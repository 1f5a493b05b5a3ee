// ==========================================
// 工序执行质量追踪系统 - 命令行主入口
// ==========================================
// 职责: 解析命令行参数，调用 API，输出 JSON
// ==========================================

use std::path::{Path, PathBuf};

use anyhow::{Context, Result};
use chrono::Utc;
use clap::{Parser, Subcommand};
use process_conformity::app::{get_default_db_path, AppState};
use process_conformity::domain::{ExecutionRequest, Stage};
use process_conformity::{logging, Caller, CallerRole};
use serde::de::DeserializeOwned;
use serde::Serialize;

/// 命令行参数
#[derive(Parser, Debug)]
#[command(name = "process-conformity")]
#[command(about = "工序执行质量追踪系统")]
#[command(version)]
struct Args {
    /// 数据库文件路径
    #[arg(long, env = "PROCESS_CONFORMITY_DB_PATH")]
    db_path: Option<String>,

    /// 调用方 ID（写入活动日志）
    #[arg(long, default_value_t = 0)]
    caller_id: i64,

    /// 以操作员身份调用（默认管理员）
    #[arg(long)]
    operator: bool,

    #[command(subcommand)]
    command: Command,
}

#[derive(Subcommand, Debug)]
enum Command {
    /// 执行流程（请求 JSON 文件）
    Execute { request: PathBuf },
    /// 预览单个阶段（阶段 JSON 文件）
    Preview { stage: PathBuf },
    /// 查询执行记录
    Show { execution_id: i64 },
    /// 列出某流程的执行汇总
    Executions { id_proceso: i64 },
    /// 统计报表
    Stats,
    /// 当前可用状态
    Availability,
    /// 更新可用时段
    Schedule { start_hour: u32, duration_hours: u32 },
    /// 生成每日汇总
    SummaryGenerate,
    /// 读取每日汇总
    Summary,
}

fn read_json<T: DeserializeOwned>(path: &Path) -> Result<T> {
    let raw = std::fs::read_to_string(path)
        .with_context(|| format!("无法读取文件: {}", path.display()))?;
    serde_json::from_str(&raw).with_context(|| format!("JSON 解析失败: {}", path.display()))
}

fn print_json<T: Serialize>(value: &T) -> Result<()> {
    println!("{}", serde_json::to_string_pretty(value)?);
    Ok(())
}

#[tokio::main]
async fn main() -> Result<()> {
    logging::init();

    let args = Args::parse();

    tracing::info!("==================================================");
    tracing::info!("{} v{}", process_conformity::APP_NAME, process_conformity::VERSION);
    tracing::info!("==================================================");

    let db_path = args.db_path.clone().unwrap_or_else(get_default_db_path);
    tracing::info!("使用数据库: {}", db_path);

    let state = AppState::new(db_path)
        .await
        .map_err(anyhow::Error::msg)
        .context("无法初始化AppState")?;

    let caller = Caller {
        id: args.caller_id,
        email: format!("cli-{}@localhost", args.caller_id),
        role: if args.operator {
            CallerRole::Operator
        } else {
            CallerRole::Admin
        },
    };

    match args.command {
        Command::Execute { request } => {
            let request: ExecutionRequest = read_json(&request)?;
            let api = state.execution_api.clone();
            let response =
                tokio::task::spawn_blocking(move || api.execute(&request, &caller)).await??;
            print_json(&response)
        }
        Command::Preview { stage } => {
            let stage: Stage = read_json(&stage)?;
            print_json(&state.execution_api.preview(&stage)?)
        }
        Command::Show { execution_id } => {
            print_json(&state.execution_api.get_execution(execution_id)?)
        }
        Command::Executions { id_proceso } => {
            print_json(&state.execution_api.list_process_executions(id_proceso)?)
        }
        Command::Stats => print_json(&state.statistics_api.get_statistics()?),
        Command::Availability => print_json(&state.config_api.availability(Utc::now())),
        Command::Schedule {
            start_hour,
            duration_hours,
        } => print_json(
            &state
                .config_api
                .update_schedule(&caller, start_hour, duration_hours)?,
        ),
        Command::SummaryGenerate => print_json(
            &state
                .config_api
                .generate_daily_summary(&caller, Utc::now())?,
        ),
        Command::Summary => print_json(&state.config_api.get_daily_summary(Utc::now())?),
    }
}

TRY IT
If a line in the records contains "Parser", report it.

SOLUTION FOR THIS EXERCISE
use clap::{Parser, Subcommand};
#[derive(Parser, Debug)]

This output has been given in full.